# TV Christmas Movies I Like



## Meanderer (Nov 20, 2014)

There are two Christmas movies, we have liked over the years, although they are pretty much only on DVD now.  
The House Without A Christmas Tree with Jason Robards(1972). 
View attachment 11275
and The American Christmas Carol with Henry Winkler (1979).
View attachment 11276

I would recommend both!


----------



## ronaldj (Nov 20, 2014)

Die Hard and Lethal Weapon are my wife and mines Christmas time watch


----------



## JustBonee (Nov 21, 2014)

Before I start watching the Christmas movies, this is my go to film every year.


----------



## Knightofalbion (Nov 21, 2014)

Has to be ...

 It's A Wonderful Life


----------



## shedevil7953 (Nov 21, 2014)

Mr. Krueger's Christmas.  Was made in the early 80s with Jimmie Stewart and sponsored by the Church of Latter Day Saints.  I recorded it on VHS lol.  If you ever get a chance to catch it, one of the best 30 minutes I ever saw with James Stewart!
A Christmas Carol with George C. Scott.  Also, made in the early 80s.


----------



## avrp (Nov 23, 2014)

National Lampoon's Christmas Vacation!
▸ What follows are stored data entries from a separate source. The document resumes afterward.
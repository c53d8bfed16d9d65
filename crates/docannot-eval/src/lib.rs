//! Parsing, name resolution and validation of docblock annotations.
//!
//! [`DocParser`] turns documentation comments into [`Annotation`]
//! instances. Types are looked up through a [`TypeRegistry`] supplied by the
//! host, and what is known about each annotation type is memoized in a
//! [`MetadataCache`] shared between parsers.

pub mod checker;
pub mod config;
pub mod context;
pub mod instantiate;
pub mod metadata;
pub mod parser;
pub mod registry;
pub mod resolver;
pub mod target;

pub use checker::Arguments;
pub use config::{ConfigError, ParserConfig};
pub use context::{ImportTable, NameResolution, ParserContext};
pub use metadata::{AttributeType, MetadataCache, TypeMetadata, ValueKind};
pub use parser::DocParser;
pub use registry::{
    ConstructorArgs, ConstructorParam, FieldDescriptor, StaticRegistry, TypeDef, TypeDescriptor,
    TypeRegistry,
};
pub use target::Target;

pub use docannot_syntax::{
    Annotation, AnnotationError, AnnotationResult, ArrayKey, ArrayValue, Fields, SemanticKind,
    Value,
};
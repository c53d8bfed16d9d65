use crate::token::{Token, TokenKind};
use once_cell::sync::Lazy;
use std::collections::HashMap;

static KEYWORDS: Lazy<HashMap<&'static str, TokenKind>> = Lazy::new(|| {
    let mut m = HashMap::with_capacity(3);
    m.insert("true", TokenKind::True);
    m.insert("false", TokenKind::False);
    m.insert("null", TokenKind::Null);
    m
});

/// Splits docblock text into tokens.
///
/// Tokenizing never fails: whitespace and runs of `*` are dropped, and any
/// character that starts no known token becomes a single-character token
/// (of kind [`TokenKind::None`] unless it is a symbol or a letter).
pub fn tokenize(input: &str) -> Vec<Token> {
    let bytes = input.as_bytes();
    let mut tokens = Vec::with_capacity(input.len() / 4);
    let mut offset = 0;

    while offset < bytes.len() {
        let Some(ch) = input[offset..].chars().next() else {
            break;
        };

        if ch.is_whitespace() {
            offset += ch.len_utf8();
            while let Some(next) = input[offset..].chars().next() {
                if !next.is_whitespace() {
                    break;
                }
                offset += next.len_utf8();
            }
            continue;
        }

        if ch == '*' {
            while offset < bytes.len() && bytes[offset] == b'*' {
                offset += 1;
            }
            continue;
        }

        if let Some(len) = scan_identifier(bytes, offset) {
            let text = &input[offset..offset + len];
            let kind = KEYWORDS
                .get(text.to_ascii_lowercase().as_str())
                .copied()
                .unwrap_or(TokenKind::Identifier);
            tokens.push(Token::new(text, kind, offset));
            offset += len;
            continue;
        }

        if let Some(len) = scan_number(bytes, offset) {
            let text = &input[offset..offset + len];
            tokens.push(Token::new(text, classify_number(text), offset));
            offset += len;
            continue;
        }

        if ch == '"' {
            if let Some((value, len)) = scan_string(input, offset) {
                tokens.push(Token::new(value, TokenKind::String, offset));
                offset += len;
                continue;
            }
        }

        let kind = TokenKind::from_symbol(ch).unwrap_or(if ch.is_ascii_alphabetic() || ch == '_' {
            TokenKind::Identifier
        } else {
            TokenKind::None
        });
        tokens.push(Token::new(ch.to_string(), kind, offset));
        offset += ch.len_utf8();
    }

    tokens
}

#[inline]
fn is_ident_start(b: u8) -> bool {
    b.is_ascii_alphabetic() || b == b'_' || b == b'\\'
}

#[inline]
fn is_ident_inner(b: u8) -> bool {
    b.is_ascii_alphanumeric() || b == b'_' || b == b':' || b == b'\\'
}

#[inline]
fn is_word(b: u8) -> bool {
    b.is_ascii_alphanumeric() || b == b'_'
}

#[inline]
fn is_word_start(b: u8) -> bool {
    b.is_ascii_alphabetic() || b == b'_'
}

/// Longest identifier starting at `start`, or `None` when fewer than two
/// characters form one.
///
/// An identifier is a start character, any run of word characters, `:` and
/// `\`, and must end in a word that begins with a letter or underscore. This
/// keeps `Foo\Bar::BAZ` together as one token.
fn scan_identifier(bytes: &[u8], start: usize) -> Option<usize> {
    if !is_ident_start(bytes[start]) {
        return None;
    }

    let mut end = None;
    let mut word_has_letter = false;
    let mut i = start + 1;
    while i < bytes.len() && is_ident_inner(bytes[i]) {
        if is_word(bytes[i]) {
            word_has_letter |= is_word_start(bytes[i]);
            if word_has_letter {
                end = Some(i + 1);
            }
        } else {
            word_has_letter = false;
        }
        i += 1;
    }

    end.map(|end| end - start)
}

fn scan_number(bytes: &[u8], start: usize) -> Option<usize> {
    let mut i = start;
    if matches!(bytes[i], b'+' | b'-') {
        i += 1;
    }

    let digits_start = i;
    while i < bytes.len() && bytes[i].is_ascii_digit() {
        i += 1;
    }
    if i == digits_start {
        return None;
    }

    while i + 1 < bytes.len() && bytes[i] == b'.' && bytes[i + 1].is_ascii_digit() {
        i += 1;
        while i < bytes.len() && bytes[i].is_ascii_digit() {
            i += 1;
        }
    }

    if i < bytes.len() && matches!(bytes[i], b'e' | b'E') {
        let mut k = i + 1;
        if k < bytes.len() && matches!(bytes[k], b'+' | b'-') {
            k += 1;
        }
        let exp_digits = k;
        while k < bytes.len() && bytes[k].is_ascii_digit() {
            k += 1;
        }
        if k > exp_digits {
            i = k;
        }
    }

    Some(i - start)
}

fn classify_number(text: &str) -> TokenKind {
    let dots = text.bytes().filter(|&b| b == b'.').count();
    if dots > 1 {
        // "1.2.3" is matched as one run but is not a number.
        TokenKind::None
    } else if dots == 1 || text.bytes().any(|b| matches!(b, b'e' | b'E')) {
        TokenKind::Float
    } else {
        TokenKind::Integer
    }
}

/// Scans a double-quoted string where `""` stands for one embedded quote.
/// Returns the unescaped value and the consumed length, or `None` when the
/// string is never closed.
fn scan_string(input: &str, start: usize) -> Option<(String, usize)> {
    let bytes = input.as_bytes();
    let mut value = String::new();
    let mut segment = start + 1;
    let mut i = start + 1;

    while i < bytes.len() {
        if bytes[i] == b'"' {
            value.push_str(&input[segment..i]);
            if i + 1 < bytes.len() && bytes[i + 1] == b'"' {
                value.push('"');
                i += 2;
                segment = i;
                continue;
            }
            return Some((value, i + 1 - start));
        }
        i += 1;
    }

    None
}

/// Cursor over an eagerly tokenized docblock.
///
/// `lookahead` is the next token to be consumed and `token` the one consumed
/// last. [`DocLexer::peek`] walks ahead of the lookahead without moving the
/// cursor; [`DocLexer::glimpse`] does the same for a single token and
/// forgets the peek offset immediately.
#[derive(Debug, Default, Clone)]
pub struct DocLexer {
    tokens: Vec<Token>,
    position: usize,
    peek: usize,
    lookahead: Option<usize>,
    token: Option<usize>,
}

impl DocLexer {
    pub fn new() -> Self {
        Self::default()
    }

    /// Resets all cursor state and tokenizes `input`.
    pub fn set_input(&mut self, input: &str) {
        self.tokens = tokenize(input);
        self.reset();
    }

    pub fn reset(&mut self) {
        self.lookahead = None;
        self.token = None;
        self.peek = 0;
        self.position = 0;
    }

    /// Moves the lookahead into `token` and loads the next lookahead.
    /// Returns whether a lookahead token remains.
    pub fn move_next(&mut self) -> bool {
        self.peek = 0;
        self.token = self.lookahead;
        if self.position < self.tokens.len() {
            self.lookahead = Some(self.position);
            self.position += 1;
        } else {
            self.lookahead = None;
        }
        self.lookahead.is_some()
    }

    #[inline]
    pub fn lookahead(&self) -> Option<&Token> {
        self.lookahead.map(|idx| &self.tokens[idx])
    }

    #[inline]
    pub fn token(&self) -> Option<&Token> {
        self.token.map(|idx| &self.tokens[idx])
    }

    #[inline]
    pub fn is_next_token(&self, kind: TokenKind) -> bool {
        self.lookahead().is_some_and(|t| t.kind == kind)
    }

    pub fn is_next_token_any(&self, kinds: &[TokenKind]) -> bool {
        self.lookahead().is_some_and(|t| kinds.contains(&t.kind))
    }

    /// Returns the token after the previously peeked one and advances the
    /// peek offset, so consecutive calls walk further ahead.
    pub fn peek(&mut self) -> Option<&Token> {
        let idx = self.position + self.peek;
        if idx < self.tokens.len() {
            self.peek += 1;
            Some(&self.tokens[idx])
        } else {
            None
        }
    }

    /// Returns the token right after the lookahead and resets the peek
    /// offset, so repeated calls always see the same token.
    pub fn glimpse(&mut self) -> Option<&Token> {
        let idx = self.position + self.peek;
        self.peek = 0;
        self.tokens.get(idx)
    }

    pub fn reset_peek(&mut self) {
        self.peek = 0;
    }

    pub fn skip_until(&mut self, kind: TokenKind) {
        while self.lookahead().is_some_and(|t| t.kind != kind) {
            self.move_next();
        }
    }

    /// True when nothing has been consumed yet, or the lookahead starts
    /// exactly where the current token ends.
    pub fn next_token_is_adjacent(&self) -> bool {
        match (self.token(), self.lookahead()) {
            (None, _) => true,
            (Some(token), Some(lookahead)) => lookahead.position == token.end(),
            (Some(_), None) => false,
        }
    }

    pub fn tokens(&self) -> &[Token] {
        &self.tokens
    }
}

#[cfg(test)]
mod tests {
    use super::*;

    fn kinds(input: &str) -> Vec<TokenKind> {
        tokenize(input).into_iter().map(|t| t.kind).collect()
    }

    #[test]
    fn test_qualified_identifier_is_one_token() {
        let tokens = tokenize(r"Foo\Bar::BAZ");
        assert_eq!(tokens.len(), 1);
        assert_eq!(tokens[0].kind, TokenKind::Identifier);
        assert_eq!(tokens[0].value, r"Foo\Bar::BAZ");
    }

    #[test]
    fn test_identifier_cannot_end_with_separator() {
        let tokens = tokenize(r"Foo\ x");
        assert_eq!(tokens[0].value, "Foo");
        assert_eq!(tokens[1].kind, TokenKind::NamespaceSeparator);
        assert_eq!(tokens[2].kind, TokenKind::Identifier);
        assert_eq!(tokens[2].value, "x");
    }

    #[test]
    fn test_identifier_ending_in_digit() {
        let tokens = tokenize("foo1");
        assert_eq!(tokens.len(), 1);
        assert_eq!(tokens[0].value, "foo1");

        assert_eq!(
            kinds("a1"),
            vec![TokenKind::Identifier, TokenKind::Integer]
        );
    }

    #[test]
    fn test_long_digit_run_inside_identifier() {
        let input = format!("a{}b", "1".repeat(100_000));
        let tokens = tokenize(&input);
        assert_eq!(tokens.len(), 1);
        assert_eq!(tokens[0].value.len(), input.len());

        let tokens = tokenize(&format!("a{}", "1".repeat(100_000)));
        assert_eq!(tokens[0].value, "a");
        assert_eq!(tokens[1].kind, TokenKind::Integer);
    }

    #[test]
    fn test_keywords_case_insensitive() {
        assert_eq!(
            kinds("true FALSE Null nullable"),
            vec![
                TokenKind::True,
                TokenKind::False,
                TokenKind::Null,
                TokenKind::Identifier
            ]
        );
    }

    #[test]
    fn test_numbers() {
        let tokens = tokenize("1 -2 +3 1.5 -0.5 2e10 1.2.3");
        let kinds: Vec<_> = tokens.iter().map(|t| t.kind).collect();
        assert_eq!(
            kinds,
            vec![
                TokenKind::Integer,
                TokenKind::Integer,
                TokenKind::Integer,
                TokenKind::Float,
                TokenKind::Float,
                TokenKind::Float,
                TokenKind::None,
            ]
        );
        assert_eq!(tokens[1].value, "-2");
    }

    #[test]
    fn test_string_with_doubled_quotes() {
        let tokens = tokenize(r#""say ""hi"" now""#);
        assert_eq!(tokens.len(), 1);
        assert_eq!(tokens[0].kind, TokenKind::String);
        assert_eq!(tokens[0].value, r#"say "hi" now"#);
    }

    #[test]
    fn test_string_spans_lines() {
        let tokens = tokenize("\"a\n * b\"");
        assert_eq!(tokens.len(), 1);
        assert_eq!(tokens[0].value, "a\n * b");
    }

    #[test]
    fn test_unterminated_string_is_unknown() {
        let tokens = tokenize("\"abc");
        assert_eq!(tokens[0].kind, TokenKind::None);
        assert_eq!(tokens[0].value, "\"");
        assert_eq!(tokens[1].value, "abc");
    }

    #[test]
    fn test_asterisks_and_whitespace_skipped() {
        let tokens = tokenize("/**\n * @Foo\n */");
        let values: Vec<_> = tokens.iter().map(|t| t.value.as_str()).collect();
        assert_eq!(values, vec!["/", "@", "Foo", "/"]);
        assert_eq!(tokens[0].kind, TokenKind::None);
    }

    #[test]
    fn test_positions_are_byte_offsets() {
        let tokens = tokenize("@Foo(\"é\", 1)");
        let positions: Vec<_> = tokens.iter().map(|t| t.position).collect();
        assert_eq!(positions, vec![0, 1, 4, 5, 9, 11, 12]);
    }

    #[test]
    fn test_unknown_characters_keep_lexer_total() {
        assert_eq!(
            kinds("# ~ é"),
            vec![TokenKind::None, TokenKind::None, TokenKind::None]
        );
    }

    #[test]
    fn test_move_next_and_lookahead() {
        let mut lexer = DocLexer::new();
        lexer.set_input("@Foo()");
        assert!(lexer.token().is_none());
        assert!(lexer.move_next());
        assert!(lexer.is_next_token(TokenKind::At));
        assert!(lexer.move_next());
        assert_eq!(lexer.token().map(|t| t.kind), Some(TokenKind::At));
        assert!(lexer.is_next_token_any(&[TokenKind::String, TokenKind::Identifier]));
    }

    #[test]
    fn test_peek_and_glimpse() {
        let mut lexer = DocLexer::new();
        lexer.set_input("a = b , c");
        lexer.move_next();

        assert_eq!(lexer.peek().map(|t| t.kind), Some(TokenKind::Equals));
        assert_eq!(lexer.peek().map(|t| t.value.clone()), Some("b".to_string()));
        lexer.reset_peek();

        assert_eq!(lexer.glimpse().map(|t| t.kind), Some(TokenKind::Equals));
        assert_eq!(lexer.glimpse().map(|t| t.kind), Some(TokenKind::Equals));
        assert_eq!(lexer.lookahead().map(|t| t.value.as_str()), Some("a"));
    }

    #[test]
    fn test_next_token_is_adjacent() {
        let mut lexer = DocLexer::new();
        lexer.set_input("foo-bar - baz");
        assert!(lexer.next_token_is_adjacent());
        lexer.move_next();
        lexer.move_next();
        assert_eq!(lexer.token().map(|t| t.value.as_str()), Some("foo"));
        assert!(lexer.is_next_token(TokenKind::Minus));
        assert!(lexer.next_token_is_adjacent());

        lexer.move_next();
        lexer.move_next();
        assert_eq!(lexer.token().map(|t| t.value.as_str()), Some("bar"));
        assert!(!lexer.next_token_is_adjacent());
    }

    #[test]
    fn test_skip_until() {
        let mut lexer = DocLexer::new();
        lexer.set_input("some text @Foo");
        lexer.move_next();
        lexer.skip_until(TokenKind::At);
        assert!(lexer.is_next_token(TokenKind::At));
    }
}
I've seen it so many times and still laugh my head off


----------



## Pam (Nov 23, 2014)

Meet me in St Louis
Miracle on 34th Street (1947 version)
Holiday Inn
Polar express


----------



## avrp (Nov 23, 2014)

Here are some other favorites:
A Christmas Carol...the 1938 version
White Christmas
Holiday Inn
Elf
The Homecoming (about the Waltons)
Home Alone 3
A Christmas Story


----------



## Meanderer (Nov 23, 2014)




----------



## SeaBreeze (Nov 23, 2014)

Bonnie said:


> Before I start watching the Christmas movies, this is my go to film every year.



I agree, great movie!


----------



## Meanderer (Nov 24, 2014)

View attachment 11405


----------



## RadishRose (Nov 24, 2014)

Christmas With The Kranks


----------



## Kitties (Nov 24, 2014)

I don't do Christmas but I still like It's a Wonderful Life.

Also Trading Places. Good Christmas and New year theme. One of my all time favorite movies.


----------